2024/05/26 22:23:44.574 ERROR   http.log.error  unexpected EOF  {"request": {"remote_ip": "100.109.66.101", "remote_port": "55646", "client_ip": "100.109.66.101", "proto": "HTTP/2.0", "method": "GET", "host": "scadrial.tailb203c.ts.net:9998", "uri": "/attic/249ee91f-9bc5-4606-8f08-10a17ed00f03.chunk?x-id=GetObject", "headers": {"Authorization": [], "X-Amz-Content-Sha256": ["e3b0c44298fc1c149afbf4c8996fb92427ae41e4649b934ca495991b7852b855"], "Amz-Sdk-Request": ["attempt=2; max=3"], "Amz-Sdk-Invocation-Id": ["7fb1131b-6231-4d1e-969f-3df25ddc4614"], "User-Agent": ["aws-sdk-rust/0.57.1 os/linux lang/rust/1.76.0"], "X-Amz-User-Agent": ["aws-sdk-rust/0.57.1 api/s3/0.35.0 os/linux lang/rust/1.76.0"], "X-Amz-Date": ["20240526T222344Z"]}, "tls": {"resumed": true, "version": 772, "cipher_suite": 4865, "proto": "h2", "server_name": "scadrial.tailb203c.ts.net"}}, "duration": 0.000733056, "status": 502, "err_id": "3bnwbtvet", "err_trace": "reverseproxy.statusError (reverseproxy.go:1267)"}

I think my conclusion is that your S3 backend is, for whatever reason, trying to use HTTP/2 between it and attic to download the chunks (before attic re-assembles the chunks into a NAR and streams that back in an HTTP/2 response).
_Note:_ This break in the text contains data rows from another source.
// Copyright (C) 2025 Paul Hampson
//
// This program is free software: you can redistribute it and/or modify it under
// the terms of the GNU General Public License version 3 as  published by the
// Free Software Foundation.
//
// This program is distributed in the hope that it will be useful, but WITHOUT
// ANY WARRANTY; without even the implied warranty of MERCHANTABILITY or FITNESS
// FOR A PARTICULAR PURPOSE.  See the GNU General Public License for more
// details.
//
// You should have received a copy of the GNU General Public License along with
// this program.  If not, see <https://www.gnu.org/licenses/>.

//! Duty-cycle core of a battery powered beehive scale.
//!
//! Every wake the node acquires weight, climate and battery readings, shows them on the local
//! panel and/or publishes them, then hands a [`application::power::SleepPlan`] back to the power
//! layer. Peripherals are reached through the capability traits in [`sensors`], [`hmi`],
//! [`connectivity`] and [`application::power`], so the core runs unchanged against real drivers
//! or the fakes used in tests.

#![cfg_attr(not(test), no_std)]
#![allow(async_fn_in_trait)]

#[macro_use]
mod fmt;

pub mod application;
pub mod calibration;
pub mod config;
pub mod connectivity;
pub mod hmi;
pub mod measurement;
pub mod sensors;

#[cfg(test)]
pub(crate) mod testing;
// Copyright (C) 2025 Paul Hampson
//
// This program is free software: you can redistribute it and/or modify it under
// the terms of the GNU General Public License version 3 as  published by the
// Free Software Foundation.
//
// This program is distributed in the hope that it will be useful, but WITHOUT
// ANY WARRANTY; without even the implied warranty of MERCHANTABILITY or FITNESS
// FOR A PARTICULAR PURPOSE.  See the GNU General Public License for more
// details.
//
// You should have received a copy of the GNU General Public License along with
// this program.  If not, see <https://www.gnu.org/licenses/>.

use crate::calibration::{to_battery_level, to_weight, CalibrationProfile};
use beescale_messages::HiveReport;
use chrono::NaiveDateTime;

#[derive(Debug, Clone, Copy, PartialEq)]
#[cfg_attr(feature = "defmt", derive(defmt::Format))]
pub struct ClimateReading {
    pub temperature_c: f32,
    pub humidity_pct: f32,
}

/// What the sensors returned during one wake. `None` marks a sensor that was unavailable.
#[derive(Debug, Clone, Copy, PartialEq)]
#[cfg_attr(feature = "defmt", derive(defmt::Format))]
pub struct RawSample {
    /// Rounded mean of the valid load cell readings
    pub load_cell_raw: i32,
    pub adc_battery_raw: Option<u16>,
    pub climate: Option<ClimateReading>,
    pub sample_count: usize,
}

#[derive(Debug, Clone, Copy, PartialEq)]
#[cfg_attr(feature = "defmt", derive(defmt::Format))]
pub struct BatteryLevel {
    pub voltage: f32,
    pub percent: f32,
}

/// Physical values for one wake cycle. Built once, read by the display and the publisher,
/// dropped before sleep.
#[derive(Debug, Clone, Copy, PartialEq)]
pub struct Measurement {
    pub weight_kg: f32,
    pub temperature_c: Option<f32>,
    pub humidity_pct: Option<f32>,
    pub battery: Option<BatteryLevel>,
    pub timestamp: Option<NaiveDateTime>,
}

impl Measurement {
    pub fn battery_voltage(&self) -> Option<f32> {
        self.battery.map(|b| b.voltage)
    }

    pub fn battery_percent(&self) -> Option<f32> {
        self.battery.map(|b| b.percent)
    }

    pub fn to_report<'a>(&self, device_id: &'a str) -> HiveReport<'a> {
        HiveReport::new(
            device_id,
            self.weight_kg,
            self.temperature_c,
            self.humidity_pct,
            self.battery_percent(),
        )
    }
}

pub fn build_measurement(
    raw: &RawSample,
    profile: &CalibrationProfile,
    timestamp: Option<NaiveDateTime>,
) -> Measurement {
    Measurement {
        weight_kg: to_weight(raw.load_cell_raw, profile),
        temperature_c: raw.climate.map(|c| c.temperature_c),
        humidity_pct: raw.climate.map(|c| c.humidity_pct),
        battery: raw
            .adc_battery_raw
            .map(|adc| to_battery_level(adc, profile)),
        timestamp,
    }
}
//! Post/comment use-case service.
//!
//! # Responsibility
//! - Provide the create/read/update/delete entry points used by the facade.
//! - Translate repository outcomes into domain errors.
//!
//! # Invariants
//! - Reads report absence as `None`/empty, never as an error.
//! - Targeted mutations (`update_post`, `create_comment`) report a missing
//!   post as `BlogServiceError::PostNotFound`.
//! - Deletes report a missing record as `false`.
//! - The service holds no state besides its repository.

use crate::model::comment::{Comment, CommentId, NewComment};
use crate::model::post::{NewPost, Post, PostId};
use crate::model::validation::ValidationError;
use crate::repo::blog_repo::{BlogRepository, RepoError, POSTS_TABLE};
use log::{info, warn};
use std::error::Error;
use std::fmt::{Display, Formatter};

pub type ServiceResult<T> = Result<T, BlogServiceError>;

/// Service error for blog use-cases.
#[derive(Debug)]
pub enum BlogServiceError {
    /// Input failed field validation; nothing was written.
    Validation(ValidationError),
    /// Target post does not exist.
    PostNotFound(PostId),
    /// Persistence-layer failure.
    Storage(RepoError),
    /// Internal consistency mismatch between write and read-back.
    InconsistentState(&'static str),
}

impl Display for BlogServiceError {
    fn fmt(&self, f: &mut Formatter<'_>) -> std::fmt::Result {
        match self {
            Self::Validation(err) => write!(f, "{err}"),
            Self::PostNotFound(id) => write!(f, "post not found: {id}"),
            Self::Storage(err) => write!(f, "{err}"),
            Self::InconsistentState(details) => write!(f, "inconsistent blog state: {details}"),
        }
    }
}

impl Error for BlogServiceError {
    fn source(&self) -> Option<&(dyn Error + 'static)> {
        match self {
            Self::Validation(err) => Some(err),
            Self::Storage(err) => Some(err),
            _ => None,
        }
    }
}

impl From<RepoError> for BlogServiceError {
    fn from(value: RepoError) -> Self {
        match value {
            RepoError::Validation(err) => Self::Validation(err),
            RepoError::NotFound { table, id } if table == POSTS_TABLE => Self::PostNotFound(id),
            other => Self::Storage(other),
        }
    }
}

/// Blog service facade over repository implementations.
pub struct BlogService<R: BlogRepository> {
    repo: R,
}

impl<R: BlogRepository> BlogService<R> {
    /// Creates a service using the provided repository implementation.
    pub fn new(repo: R) -> Self {
        Self { repo }
    }

    /// Creates one post and returns it as stored.
    pub fn create_post(&self, post: NewPost) -> ServiceResult<Post> {
        let post_id = self
            .repo
            .insert_post(&post)
            .inspect_err(log_write_failure("post_create"))?;
        info!("event=post_create module=service status=ok post_id={post_id}");
        self.read_back_post(post_id, "created post not found in read-back")
    }

    /// Creates a post together with its first comment, authored by the post
    /// author. Either both records are stored or neither is.
    pub fn create_post_with_comment(
        &self,
        post: NewPost,
        comment_text: impl Into<String>,
    ) -> ServiceResult<Post> {
        let comment_text = comment_text.into();
        let (post_id, comment_id) = self
            .repo
            .insert_post_with_comment(&post, comment_text.as_str())
            .inspect_err(log_write_failure("post_create_with_comment"))?;
        info!(
            "event=post_create_with_comment module=service status=ok post_id={post_id} comment_id={comment_id}"
        );
        self.read_back_post(post_id, "created post not found in read-back")
    }

    /// Attaches a comment to an existing post.
    ///
    /// # Errors
    /// - `PostNotFound` when `post_id` does not resolve; nothing is written.
    pub fn create_comment(
        &self,
        text: impl Into<String>,
        author: impl Into<String>,
        post_id: PostId,
    ) -> ServiceResult<Comment> {
        let comment = NewComment::new(text, author, post_id);
        let comment_id = self
            .repo
            .insert_comment(&comment)
            .inspect_err(log_write_failure("comment_create"))?;
        info!(
            "event=comment_create module=service status=ok comment_id={comment_id} post_id={post_id}"
        );
        Ok(comment.into_comment(comment_id))
    }

    /// Overwrites title, description, publish date and author of a post.
    ///
    /// # Errors
    /// - `PostNotFound` when `id` does not resolve; storage is unchanged.
    pub fn update_post(&self, id: PostId, changes: NewPost) -> ServiceResult<Post> {
        let post = changes.into_post(id);
        self.repo
            .update_post(&post)
            .inspect_err(log_write_failure("post_update"))?;
        info!("event=post_update module=service status=ok post_id={id}");
        self.read_back_post(id, "updated post not found in read-back")
    }

    /// Deletes a post and all of its comments. Returns `false` when the post
    /// did not exist.
    pub fn delete_post(&self, id: PostId) -> ServiceResult<bool> {
        let found = self
            .repo
            .delete_post_cascade(id)
            .inspect_err(log_write_failure("post_delete"))?;
        info!("event=post_delete module=service status=ok post_id={id} found={found}");
        Ok(found)
    }

    /// Deletes one comment. Returns `false` when it did not exist.
    pub fn delete_comment(&self, id: CommentId) -> ServiceResult<bool> {
        let found = self
            .repo
            .delete_comment(id)
            .inspect_err(log_write_failure("comment_delete"))?;
        info!("event=comment_delete module=service status=ok comment_id={id} found={found}");
        Ok(found)
    }

    pub fn get_post(&self, id: PostId) -> ServiceResult<Option<Post>> {
        Ok(self.repo.get_post(id)?)
    }

    /// Lists all posts ordered by id.
    pub fn list_posts(&self) -> ServiceResult<Vec<Post>> {
        Ok(self.repo.list_posts()?)
    }

    pub fn get_comment(&self, id: CommentId) -> ServiceResult<Option<Comment>> {
        Ok(self.repo.get_comment(id)?)
    }

    /// Lists comments of one post ordered by id; empty for unknown posts.
    pub fn list_comments(&self, post_id: PostId) -> ServiceResult<Vec<Comment>> {
        Ok(self.repo.list_comments_for_post(post_id)?)
    }

    fn read_back_post(&self, id: PostId, details: &'static str) -> ServiceResult<Post> {
        self.repo
            .get_post(id)?
            .ok_or(BlogServiceError::InconsistentState(details))
    }
}

fn log_write_failure(event: &'static str) -> impl Fn(&RepoError) {
    move |err: &RepoError| {
        if err.is_storage_failure() {
            warn!("event={event} module=service status=error error={err}");
        } else {
            info!("event={event} module=service status=rejected reason={err}");
        }
    }
}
If you can try to force HTTP/1.1 between attic and your S3 backend, this might go away?

When I did some research, I found that S3 doesn't appear to actually support HTTP/2 directly? Or at least there are some issues throughout the internet that are not really clear either way. So this may be the issue -- that the communication between attic and S3 is trying to erroneously upgrade to HTTP/2 when it's unsupported? I can't say for sure, but maybe this is helpful in tracking down the issue.

I think your Caddyfile seems to be giving me better results. I re-ran a CI job that pulls from attic and I don't see any failures now.

Unfortunately still getting HTTP/2 errors: https://gitlab.com/conduwuit/conduwuit/-/jobs/6952157628#L440

I'll try to re-read your comment again and see if I missed something.

(I get a 404 when I try to click that, but I would be interested to know if you saw anything in the atticd logs while running it with RUST_LOG=hyper::proto::h2=trace)

Had the GitLab mirror private for some reason (how were other people able to star it in the past?)

I'll re-run CI on the GItLab with trace logs again

https://girlboss.ceo/~strawberry/pb/qa2A

Nothing really sticks out when the HTTP/2 errors happen except for one of these:

May 27 20:03:15 TPYEXECL.local atticd[2867619]: 2024-05-28T00:03:15.893193Z DEBUG hyper::proto::h2: send body user stream error: error from user's HttpBody stream: Storage error: Does not understand the remote file reference
May 27 20:03:15 TPYEXECL.local atticd[2867619]:    0: tokio::task::runtime.spawn
May 27 20:03:15 TPYEXECL.local atticd[2867619]:            with kind=task task.name= task.id=1488 loc.file="/opt/attic/attic/attic/src/stream.rs" loc.line=85 loc.col=34
May 27 20:03:15 TPYEXECL.local atticd[2867619]:              at /opt/attic/.cargo/registry/src/index.crates.io-6f17d22bba15001f/tokio-1.36.0/src/util/trace.rs:17
May 27 20:03:15 TPYEXECL.local atticd[2867619]: 2024-05-28T00:03:15.893272Z DEBUG hyper::proto::h2::server: stream error: error from user's HttpBody stream: Storage error: Does not understand the remote file reference
May 27 20:03:15 TPYEXECL.local atticd[2867619]:    0: tokio::task::runtime.spawn
May 27 20:03:15 TPYEXECL.local atticd[2867619]:            with kind=task task.name= task.id=1488 loc.file="/opt/attic/attic/attic/src/stream.rs" loc.line=85 loc.col=34
May 27 20:03:15 TPYEXECL.local atticd[2867619]:              at /opt/attic/.cargo/registry/src/index.crates.io-6f17d22bba15001f/tokio-1.36.0/src/util/trace.rs:17

Now that is interesting... At any point, were you using the default local-file setup (stored on disk) before moving to an S3-based storage solution? That error message can only come from one of three places:

"Does not understand the remote file reference"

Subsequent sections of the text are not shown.